In a strange way, comprehending the western Holocaust taxes us less than considering the eastern Holocaust. In 60 years of debates about origins and methods of the Final Solution, we have brought the Enlightenment into service against itself, explaining German crimes as a kind of paradox of modernity. The tools of modern technology, goes a common view, the trains and the gas, allow for mass killing at a distance. The alienation of modern society means that people might not know or care what happened to neighbors who disappeared in the middle of the night. The tools of modern bureaucracy allow responsibility to be divided into such small pieces that it is impossible to assign it to individuals.
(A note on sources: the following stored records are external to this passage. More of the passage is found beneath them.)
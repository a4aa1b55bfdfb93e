use std::borrow::Cow;
use std::cell::RefCell;
use std::rc::Rc;

use hashbrown::HashMap;
use heck::ToUpperCamelCase;

use super::{Keys, Relation, RelationKind, clear_slots};
use crate::db::Db;
use crate::entity::{EntityRef, Loaded};
use crate::error::{ConsistencyError, RelationError, Result};
use crate::filter::{Selector, eq_columns, in_array};
use crate::join::{JoinNode, JoinType};
use crate::query::{OrderBy, Query};
use crate::schema::{DefFn, EntityDef};
use crate::sql::{Sql, Token};
use crate::storage::Statement;
use crate::tether_warn;
use crate::value::{SqlValue, Value};

/// Link table settings of a many-to-many relation. Unset parts fall back to
/// naming conventions.
#[derive(Debug, Clone, Default)]
pub struct LinkTable {
    pub(super) table: Option<&'static str>,
    pub(super) entity: Option<DefFn>,
    pub(super) owner_column: Option<&'static str>,
    pub(super) target_column: Option<&'static str>,
    pub(super) order: Option<(&'static str, OrderBy)>,
}

/// Link table and column names resolved for one owner type.
#[derive(Debug, Clone, PartialEq, Eq)]
pub struct ResolvedLink {
    pub table: Cow<'static, str>,
    pub owner_column: Cow<'static, str>,
    pub target_column: Cow<'static, str>,
}

impl LinkTable {
    pub(super) fn resolve(&self, owner: &EntityDef, target: &EntityDef) -> ResolvedLink {
        let table = match (self.table, self.entity) {
            (Some(table), _) => Cow::Borrowed(table),
            (None, Some(entity)) => Cow::Borrowed(entity().table()),
            (None, None) => {
                let mut tables = [owner.table(), target.table()];
                tables.sort_unstable();
                Cow::Owned(tables.join("_"))
            }
        };
        let owner_column = self
            .owner_column
            .map_or_else(|| Cow::Owned(link_column(owner)), Cow::Borrowed);
        let target_column = self.target_column.map_or_else(
            || {
                let mut column = link_column(target);
                if owner.is(target) {
                    column.push('2');
                }
                Cow::Owned(column)
            },
            Cow::Borrowed,
        );
        ResolvedLink {
            table,
            owner_column,
            target_column,
        }
    }
}

/// `<table><PrimaryKey>`, e.g. `dogsId`.
fn link_column(def: &EntityDef) -> String {
    format!("{}{}", def.table(), def.primary().name().to_upper_camel_case())
}

type LinkOrder = Option<(&'static str, OrderBy)>;

fn link_of(relation: &Relation, owner: &EntityDef) -> Result<(ResolvedLink, LinkOrder)> {
    match relation.kind() {
        RelationKind::ManyToMany(link) => {
            Ok((link.resolve(owner, relation.target()), link.order))
        }
        _ => Err(relation.wrong_kind("a many-to-many relation")),
    }
}

/// One query joining targets to the link table, grouped back onto owners.
///
/// Targets linked to several owners are shared: every owner's list holds the
/// same instance.
pub(super) fn load(
    relation: &Relation,
    db: &Db,
    owner: &'static EntityDef,
    owners: &[EntityRef],
) -> Result<Vec<EntityRef>> {
    let (link, order) = link_of(relation, owner)?;
    let target = relation.target();

    let keys = Keys::collect(owners, owner.primary_index())?;
    if keys.is_empty() {
        clear_slots(relation, owners);
        return Ok(Vec::new());
    }

    let on = eq_columns(
        Selector::new(link.target_column.clone()),
        Selector::new(target.primary().name()).of(target.table()),
    );
    let mut query = Query::new(target)
        .join_node(JoinNode::table(JoinType::Inner, link.table.clone(), link.table.clone(), on))
        .r#where(in_array(
            Selector::new(link.owner_column.clone()).of(link.table.clone()),
            keys.values,
        ))?;
    if let Some((column, direction)) = order {
        query = query.order_by(Selector::new(column).of(link.table.clone()), direction);
    }

    // Rows carry the owner key in the link table's columns
    let owner_keys: Rc<RefCell<Vec<Option<SqlValue>>>> = Rc::default();
    let sink = Rc::clone(&owner_keys);
    let (link_alias, owner_column) = (link.table.clone(), link.owner_column.clone());
    query = query.hook(move |_, _, rows| {
        sink.borrow_mut().extend(rows.iter().map(|row| {
            row.get(link_alias.as_ref())
                .and_then(|linked| linked.get(owner_column.as_ref()))
                .filter(|key| !key.is_null())
                .cloned()
        }));
        Ok(())
    });
    let fetched = relation.with_nested(query)?.fetch(db)?;
    let owner_keys = owner_keys.take();

    let mut distinct: Vec<EntityRef> = Vec::new();
    let mut by_key: HashMap<SqlValue, EntityRef> = HashMap::new();
    let mut groups: HashMap<SqlValue, Vec<EntityRef>> = HashMap::new();
    for (entity, owner_key) in fetched.into_iter().zip(owner_keys) {
        let (Some(owner_key), Some(key)) = (owner_key, entity.borrow().primary_key_param()?) else {
            continue;
        };
        let entity = by_key
            .entry(key)
            .or_insert_with(|| {
                distinct.push(Rc::clone(&entity));
                entity
            })
            .clone();
        let group = groups.entry(owner_key).or_default();
        if !group.iter().any(|linked| Rc::ptr_eq(linked, &entity)) {
            group.push(entity);
        }
    }

    for owner in owners {
        let key = owner.borrow().primary_key_param()?;
        let linked = key.and_then(|key| groups.get(&key).cloned()).unwrap_or_default();
        owner
            .borrow_mut()
            .set_loaded(relation.name(), Loaded::Many(linked));
    }
    Ok(distinct)
}

// ==================== link primitives ====================

/// Owner key, resolved link and whether the relation is loaded on the owner.
struct LinkContext {
    table: &'static str,
    link: ResolvedLink,
    owner_key: SqlValue,
    loaded: bool,
}

impl Relation {
    fn link_context(&self, owner: &EntityRef) -> Result<LinkContext> {
        let owner = owner.borrow();
        let (link, _) = link_of(self, owner.def())?;
        let Some(owner_key) = owner.primary_key_param()?.filter(|_| owner.exists()) else {
            return Err(ConsistencyError::NotPersisted {
                table: owner.table().to_owned(),
            }
            .into());
        };
        Ok(LinkContext {
            table: owner.table(),
            link,
            owner_key,
            loaded: owner.is_loaded(self.name()),
        })
    }

    /// Distinct persisted keys of `targets`, in order, with their entities.
    fn target_keys(
        &self,
        context: &LinkContext,
        targets: &[EntityRef],
    ) -> Result<Vec<(SqlValue, EntityRef)>> {
        let mut keys: Vec<(SqlValue, EntityRef)> = Vec::with_capacity(targets.len());
        for target in targets {
            self.check_target(target)?;
            let entity = target.borrow();
            let Some(key) = entity.primary_key_param()?.filter(|_| entity.exists()) else {
                return Err(ConsistencyError::UnsavedTarget {
                    table: context.table.to_owned(),
                    relation: self.name().to_owned(),
                }
                .into());
            };
            if !keys.iter().any(|(seen, _)| *seen == key) {
                keys.push((key, Rc::clone(target)));
            }
        }
        Ok(keys)
    }

    /// Inserts one link row per target.
    ///
    /// ```ignore
    /// let tags = dogs().relation("tags")?;
    /// tags.link(&db, &rex, &[good_boy.clone()])?;
    /// ```
    pub fn link(&self, db: &Db, owner: &EntityRef, targets: &[EntityRef]) -> Result<()> {
        self.link_with(db, owner, targets, &[])
    }

    /// Inserts link rows carrying extra link table `attributes`.
    pub fn link_with(
        &self,
        db: &Db,
        owner: &EntityRef,
        targets: &[EntityRef],
        attributes: &[(&'static str, Value)],
    ) -> Result<()> {
        let context = self.link_context(owner)?;
        let keys = self.target_keys(&context, targets)?;
        if keys.is_empty() {
            return Ok(());
        }

        let link = &context.link;
        let columns = [
            Sql::ident(link.owner_column.clone()),
            Sql::ident(link.target_column.clone()),
        ]
        .into_iter()
        .chain(attributes.iter().map(|(column, _)| Sql::ident(*column)));
        let rows = keys.iter().map(|(key, _)| {
            let values = [Sql::param(context.owner_key.clone()), Sql::param(key.clone())]
                .into_iter()
                .chain(attributes.iter().map(|(_, value)| Sql::param(value.to_param())));
            Sql::join(values, Token::COMMA).parens()
        });
        let statement = Sql::token(Token::INSERT)
            .push(Token::INTO)
            .append(Sql::ident(link.table.clone()))
            .append(Sql::join(columns, Token::COMMA).parens())
            .push(Token::VALUES)
            .append(Sql::join(rows, Token::COMMA))
            .build();

        self.write_links(db, &context, "link", &statement, keys.len() as u64)?;
        if context.loaded {
            let mut owner = owner.borrow_mut();
            if let Some(Loaded::Many(linked)) = owner.loaded_mut(self.name()) {
                for (_, target) in keys {
                    if !linked.iter().any(|existing| Rc::ptr_eq(existing, &target)) {
                        linked.push(target);
                    }
                }
            }
        }
        Ok(())
    }

    /// Deletes the link rows between `owner` and `targets`.
    pub fn unlink(&self, db: &Db, owner: &EntityRef, targets: &[EntityRef]) -> Result<()> {
        let context = self.link_context(owner)?;
        let keys = self.target_keys(&context, targets)?;
        if keys.is_empty() {
            return Ok(());
        }

        let link = &context.link;
        let statement = delete_from(link)
            .append(Sql::ident(link.owner_column.clone()))
            .push(Token::EQ)
            .append(Sql::param(context.owner_key.clone()))
            .push(Token::AND)
            .append(Sql::ident(link.target_column.clone()))
            .push(Token::IN)
            .append(Sql::param(SqlValue::List(keys.iter().map(|(key, _)| key.clone()).collect())).parens())
            .build();

        self.write_links(db, &context, "unlink", &statement, keys.len() as u64)?;
        if context.loaded {
            // A self relation may list the owner itself, so keys are read
            // before the owner is borrowed mutably
            let linked = match owner.borrow().relation(self.name()) {
                Some(Loaded::Many(linked)) => linked.clone(),
                _ => return Ok(()),
            };
            let primary = self.target().primary_index();
            let unlinked = keys.into_iter().map(|(key, _)| key).collect::<Vec<_>>();
            let mut retained = Vec::with_capacity(linked.len());
            for entity in linked {
                let key = entity.borrow().key_at(primary)?;
                if !key.is_some_and(|key| unlinked.contains(&key)) {
                    retained.push(entity);
                }
            }
            owner
                .borrow_mut()
                .set_loaded(self.name(), Loaded::Many(retained));
        }
        Ok(())
    }

    /// Deletes every link row of `owner` and returns how many were removed.
    pub fn clear(&self, db: &Db, owner: &EntityRef) -> Result<u64> {
        let context = self.link_context(owner)?;
        let link = &context.link;
        let statement = delete_from(link)
            .append(Sql::ident(link.owner_column.clone()))
            .push(Token::EQ)
            .append(Sql::param(context.owner_key.clone()))
            .build();
        let outcome = db.write(&statement)?;
        if context.loaded {
            owner
                .borrow_mut()
                .set_loaded(self.name(), Loaded::Many(Vec::new()));
        }
        Ok(outcome.affected_rows)
    }

    /// Replaces the links of `owner` with exactly `targets`.
    ///
    /// Runs as two statements, a clear and a link, without a transaction.
    pub fn sync(&self, db: &Db, owner: &EntityRef, targets: &[EntityRef]) -> Result<()> {
        // Validate before deleting anything
        let context = self.link_context(owner)?;
        self.target_keys(&context, targets)?;
        self.clear(db, owner)?;
        self.link(db, owner, targets)
    }

    fn write_links(
        &self,
        db: &Db,
        context: &LinkContext,
        operation: &'static str,
        statement: &Statement,
        expected: u64,
    ) -> Result<()> {
        let actual = db.write(statement)?.affected_rows;
        if actual == expected {
            return Ok(());
        }
        let mismatch = RelationError::LinkMismatch {
            link_table: context.link.table.to_string(),
            operation,
            expected,
            actual,
        };
        if context.loaded {
            return Err(mismatch.into());
        }
        tether_warn!(relation = self.name(), error = %mismatch, "link rows out of step");
        Ok(())
    }
}

fn delete_from(link: &ResolvedLink) -> Sql {
    Sql::token(Token::DELETE)
        .push(Token::FROM)
        .append(Sql::ident(link.table.clone()))
        .push(Token::WHERE)
}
In Hannah Arendt’s famous formulation, complexity makes evil banal. Yet in the Soviet east, little of this seems pertinent. There the Einsatzgruppen killed by following simple orders from above, drawing Jews to ghettoes and death pits by brute violence and simple ruses, ending their lives by the simple expedient of bullets, in places where neighbors could hear the gunshots. The most complicated part, sometimes neglected, was remembering to dig the trench beforehand.
The Germans knew what they were doing, and still they did it. The Jews knew what was coming, and still they died. Bystanders knew what would befall their neighbors, and rarely helped. The events described in “The Unknown Black Book,” half of the Holocaust, remove our covering stories and leave the truth bare. Evil is banal, but not because it is complex. Evil is banal because it is so simple.
Timothy Snyder is professor of history at Yale University. He has recently completed “The Red Prince: The Secret Lives of a Habsburg Archduke” (Basic Books, 2008). He is currently at work on “Bloodlands: Eastern Europe Between Hitler and Stalin, 1933-1953.”